(Stored entries)
───
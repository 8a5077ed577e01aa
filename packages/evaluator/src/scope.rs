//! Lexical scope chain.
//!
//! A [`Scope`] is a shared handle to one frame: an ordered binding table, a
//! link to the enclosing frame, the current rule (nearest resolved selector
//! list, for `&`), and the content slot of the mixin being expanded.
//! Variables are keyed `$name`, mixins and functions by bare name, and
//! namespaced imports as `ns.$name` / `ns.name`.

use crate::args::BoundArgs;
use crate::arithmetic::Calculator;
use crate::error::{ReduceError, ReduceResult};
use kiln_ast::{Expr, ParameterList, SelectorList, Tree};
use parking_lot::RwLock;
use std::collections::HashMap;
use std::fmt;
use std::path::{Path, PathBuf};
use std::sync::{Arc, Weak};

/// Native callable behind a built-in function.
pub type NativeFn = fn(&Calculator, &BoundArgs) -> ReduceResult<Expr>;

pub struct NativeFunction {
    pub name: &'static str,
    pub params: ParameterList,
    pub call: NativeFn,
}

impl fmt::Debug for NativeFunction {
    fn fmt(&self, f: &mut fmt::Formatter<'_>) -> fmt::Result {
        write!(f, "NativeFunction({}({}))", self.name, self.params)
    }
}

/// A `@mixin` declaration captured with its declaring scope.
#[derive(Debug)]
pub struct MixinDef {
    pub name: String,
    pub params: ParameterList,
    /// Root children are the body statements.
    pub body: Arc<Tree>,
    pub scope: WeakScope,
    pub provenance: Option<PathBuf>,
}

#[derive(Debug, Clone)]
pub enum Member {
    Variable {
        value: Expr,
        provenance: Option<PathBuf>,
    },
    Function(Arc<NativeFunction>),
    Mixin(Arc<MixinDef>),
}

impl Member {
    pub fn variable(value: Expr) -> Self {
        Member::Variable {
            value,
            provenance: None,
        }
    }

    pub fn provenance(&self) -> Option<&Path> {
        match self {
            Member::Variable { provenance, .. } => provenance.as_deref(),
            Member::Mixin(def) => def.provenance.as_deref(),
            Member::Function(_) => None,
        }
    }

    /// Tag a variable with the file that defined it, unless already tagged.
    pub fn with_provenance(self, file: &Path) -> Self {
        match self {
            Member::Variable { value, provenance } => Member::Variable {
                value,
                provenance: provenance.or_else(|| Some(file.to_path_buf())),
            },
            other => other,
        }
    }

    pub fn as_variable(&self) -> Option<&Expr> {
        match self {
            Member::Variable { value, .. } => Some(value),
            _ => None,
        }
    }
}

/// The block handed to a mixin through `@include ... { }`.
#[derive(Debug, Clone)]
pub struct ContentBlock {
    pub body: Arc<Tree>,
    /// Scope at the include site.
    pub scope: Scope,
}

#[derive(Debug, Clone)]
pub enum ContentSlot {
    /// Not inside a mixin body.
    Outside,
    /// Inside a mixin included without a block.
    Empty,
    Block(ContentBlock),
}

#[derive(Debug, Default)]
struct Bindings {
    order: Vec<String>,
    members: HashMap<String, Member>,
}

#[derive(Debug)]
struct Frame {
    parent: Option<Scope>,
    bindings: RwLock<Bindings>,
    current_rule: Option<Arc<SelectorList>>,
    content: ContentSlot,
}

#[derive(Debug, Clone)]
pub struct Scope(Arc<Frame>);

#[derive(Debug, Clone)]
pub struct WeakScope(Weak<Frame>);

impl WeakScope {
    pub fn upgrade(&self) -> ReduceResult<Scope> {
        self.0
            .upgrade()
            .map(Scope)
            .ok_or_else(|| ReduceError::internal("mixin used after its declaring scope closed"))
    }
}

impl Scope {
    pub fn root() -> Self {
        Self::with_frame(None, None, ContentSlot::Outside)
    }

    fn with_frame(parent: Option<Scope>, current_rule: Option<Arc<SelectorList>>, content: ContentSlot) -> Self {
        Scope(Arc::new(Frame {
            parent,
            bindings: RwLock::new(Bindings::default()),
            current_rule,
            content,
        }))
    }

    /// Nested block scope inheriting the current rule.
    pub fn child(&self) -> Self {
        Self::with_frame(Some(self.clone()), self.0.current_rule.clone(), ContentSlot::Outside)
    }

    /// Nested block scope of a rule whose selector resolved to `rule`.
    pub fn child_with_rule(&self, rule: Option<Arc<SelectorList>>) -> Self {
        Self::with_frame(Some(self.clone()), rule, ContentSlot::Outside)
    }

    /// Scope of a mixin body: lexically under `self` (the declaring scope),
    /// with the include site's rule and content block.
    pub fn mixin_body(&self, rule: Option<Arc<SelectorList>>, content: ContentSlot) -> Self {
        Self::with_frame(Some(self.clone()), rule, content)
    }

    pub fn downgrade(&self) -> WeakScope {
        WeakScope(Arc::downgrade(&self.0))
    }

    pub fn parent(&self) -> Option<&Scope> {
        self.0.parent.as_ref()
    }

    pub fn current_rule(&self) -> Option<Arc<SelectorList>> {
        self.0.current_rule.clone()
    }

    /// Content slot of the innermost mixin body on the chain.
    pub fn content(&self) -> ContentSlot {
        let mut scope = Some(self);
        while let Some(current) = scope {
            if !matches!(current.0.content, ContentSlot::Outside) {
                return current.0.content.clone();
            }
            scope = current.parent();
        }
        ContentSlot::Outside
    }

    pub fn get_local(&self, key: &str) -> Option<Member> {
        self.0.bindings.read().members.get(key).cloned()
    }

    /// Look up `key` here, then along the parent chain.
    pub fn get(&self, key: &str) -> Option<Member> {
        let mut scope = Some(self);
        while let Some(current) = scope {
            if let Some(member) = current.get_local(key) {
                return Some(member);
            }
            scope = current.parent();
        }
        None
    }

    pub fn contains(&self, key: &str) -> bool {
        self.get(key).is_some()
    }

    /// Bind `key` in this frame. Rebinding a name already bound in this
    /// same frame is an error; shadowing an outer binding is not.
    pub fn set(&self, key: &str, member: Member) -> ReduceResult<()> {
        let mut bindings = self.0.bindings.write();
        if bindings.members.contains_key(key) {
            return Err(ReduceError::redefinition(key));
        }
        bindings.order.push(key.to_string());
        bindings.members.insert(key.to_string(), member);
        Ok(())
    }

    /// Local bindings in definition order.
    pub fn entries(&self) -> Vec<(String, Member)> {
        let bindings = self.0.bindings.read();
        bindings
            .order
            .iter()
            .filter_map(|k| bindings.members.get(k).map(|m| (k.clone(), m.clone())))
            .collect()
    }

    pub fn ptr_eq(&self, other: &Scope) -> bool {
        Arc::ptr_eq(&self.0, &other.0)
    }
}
───
** Assigned task **
The records above need to be transcribed in full. Keep every character unchanged.

** Solved problem **
repository 8a5077ed577e01aa
filename packages/evaluator/src/scope.rs
//! Lexical scope chain.
//!
//! A [`Scope`] is a shared handle to one frame: an ordered binding table, a
//! link to the enclosing frame, the current rule (nearest resolved selector
//! list, for `&`), and the content slot of the mixin being expanded.
//! Variables are keyed `$name`, mixins and functions by bare name, and
//! namespaced imports as `ns.$name` / `ns.name`.

use crate::args::BoundArgs;
use crate::arithmetic::Calculator;
use crate::error::{ReduceError, ReduceResult};
use kiln_ast::{Expr, ParameterList, SelectorList, Tree};
use parking_lot::RwLock;
use std::collections::HashMap;
use std::fmt;
use std::path::{Path, PathBuf};
use std::sync::{Arc, Weak};

/// Native callable behind a built-in function.
pub type NativeFn = fn(&Calculator, &BoundArgs) -> ReduceResult<Expr>;

pub struct NativeFunction {
    pub name: &'static str,
    pub params: ParameterList,
    pub call: NativeFn,
}

impl fmt::Debug for NativeFunction {
    fn fmt(&self, f: &mut fmt::Formatter<'_>) -> fmt::Result {
        write!(f, "NativeFunction({}({}))", self.name, self.params)
    }
}

/// A `@mixin` declaration captured with its declaring scope.
#[derive(Debug)]
pub struct MixinDef {
    pub name: String,
    pub params: ParameterList,
    /// Root children are the body statements.
    pub body: Arc<Tree>,
    pub scope: WeakScope,
    pub provenance: Option<PathBuf>,
}

#[derive(Debug, Clone)]
pub enum Member {
    Variable {
        value: Expr,
        provenance: Option<PathBuf>,
    },
    Function(Arc<NativeFunction>),
    Mixin(Arc<MixinDef>),
}

impl Member {
    pub fn variable(value: Expr) -> Self {
        Member::Variable {
            value,
            provenance: None,
        }
    }

    pub fn provenance(&self) -> Option<&Path> {
        match self {
            Member::Variable { provenance, .. } => provenance.as_deref(),
            Member::Mixin(def) => def.provenance.as_deref(),
            Member::Function(_) => None,
        }
    }

    /// Tag a variable with the file that defined it, unless already tagged.
    pub fn with_provenance(self, file: &Path) -> Self {
        match self {
            Member::Variable { value, provenance } => Member::Variable {
                value,
                provenance: provenance.or_else(|| Some(file.to_path_buf())),
            },
            other => other,
        }
    }

    pub fn as_variable(&self) -> Option<&Expr> {
        match self {
            Member::Variable { value, .. } => Some(value),
            _ => None,
        }
    }
}

/// The block handed to a mixin through `@include ... { }`.
#[derive(Debug, Clone)]
pub struct ContentBlock {
    pub body: Arc<Tree>,
    /// Scope at the include site.
    pub scope: Scope,
}

#[derive(Debug, Clone)]
pub enum ContentSlot {
    /// Not inside a mixin body.
    Outside,
    /// Inside a mixin included without a block.
    Empty,
    Block(ContentBlock),
}

#[derive(Debug, Default)]
struct Bindings {
    order: Vec<String>,
    members: HashMap<String, Member>,
}

#[derive(Debug)]
struct Frame {
    parent: Option<Scope>,
    bindings: RwLock<Bindings>,
    current_rule: Option<Arc<SelectorList>>,
    content: ContentSlot,
}

#[derive(Debug, Clone)]
pub struct Scope(Arc<Frame>);

#[derive(Debug, Clone)]
pub struct WeakScope(Weak<Frame>);

impl WeakScope {
    pub fn upgrade(&self) -> ReduceResult<Scope> {
        self.0
            .upgrade()
            .map(Scope)
            .ok_or_else(|| ReduceError::internal("mixin used after its declaring scope closed"))
    }
}

impl Scope {
    pub fn root() -> Self {
        Self::with_frame(None, None, ContentSlot::Outside)
    }

    fn with_frame(parent: Option<Scope>, current_rule: Option<Arc<SelectorList>>, content: ContentSlot) -> Self {
        Scope(Arc::new(Frame {
            parent,
            bindings: RwLock::new(Bindings::default()),
            current_rule,
            content,
        }))
    }

    /// Nested block scope inheriting the current rule.
    pub fn child(&self) -> Self {
        Self::with_frame(Some(self.clone()), self.0.current_rule.clone(), ContentSlot::Outside)
    }

    /// Nested block scope of a rule whose selector resolved to `rule`.
    pub fn child_with_rule(&self, rule: Option<Arc<SelectorList>>) -> Self {
        Self::with_frame(Some(self.clone()), rule, ContentSlot::Outside)
    }

    /// Scope of a mixin body: lexically under `self` (the declaring scope),
    /// with the include site's rule and content block.
    pub fn mixin_body(&self, rule: Option<Arc<SelectorList>>, content: ContentSlot) -> Self {
        Self::with_frame(Some(self.clone()), rule, content)
    }

    pub fn downgrade(&self) -> WeakScope {
        WeakScope(Arc::downgrade(&self.0))
    }

    pub fn parent(&self) -> Option<&Scope> {
        self.0.parent.as_ref()
    }

    pub fn current_rule(&self) -> Option<Arc<SelectorList>> {
        self.0.current_rule.clone()
    }

    /// Content slot of the innermost mixin body on the chain.
    pub fn content(&self) -> ContentSlot {
        let mut scope = Some(self);
        while let Some(current) = scope {
            if !matches!(current.0.content, ContentSlot::Outside) {
                return current.0.content.clone();
            }
            scope = current.parent();
        }
        ContentSlot::Outside
    }

    pub fn get_local(&self, key: &str) -> Option<Member> {
        self.0.bindings.read().members.get(key).cloned()
    }

    /// Look up `key` here, then along the parent chain.
    pub fn get(&self, key: &str) -> Option<Member> {
        let mut scope = Some(self);
        while let Some(current) = scope {
            if let Some(member) = current.get_local(key) {
                return Some(member);
            }
            scope = current.parent();
        }
        None
    }

    pub fn contains(&self, key: &str) -> bool {
        self.get(key).is_some()
    }

    /// Bind `key` in this frame. Rebinding a name already bound in this
    /// same frame is an error; shadowing an outer binding is not.
    pub fn set(&self, key: &str, member: Member) -> ReduceResult<()> {
        let mut bindings = self.0.bindings.write();
        if bindings.members.contains_key(key) {
            return Err(ReduceError::redefinition(key));
        }
        bindings.order.push(key.to_string());
        bindings.members.insert(key.to_string(), member);
        Ok(())
    }

    /// Local bindings in definition order.
    pub fn entries(&self) -> Vec<(String, Member)> {
        let bindings = self.0.bindings.read();
        bindings
            .order
            .iter()
            .filter_map(|k| bindings.members.get(k).map(|m| (k.clone(), m.clone())))
            .collect()
    }

    pub fn ptr_eq(&self, other: &Scope) -> bool {
        Arc::ptr_eq(&self.0, &other.0)
    }
}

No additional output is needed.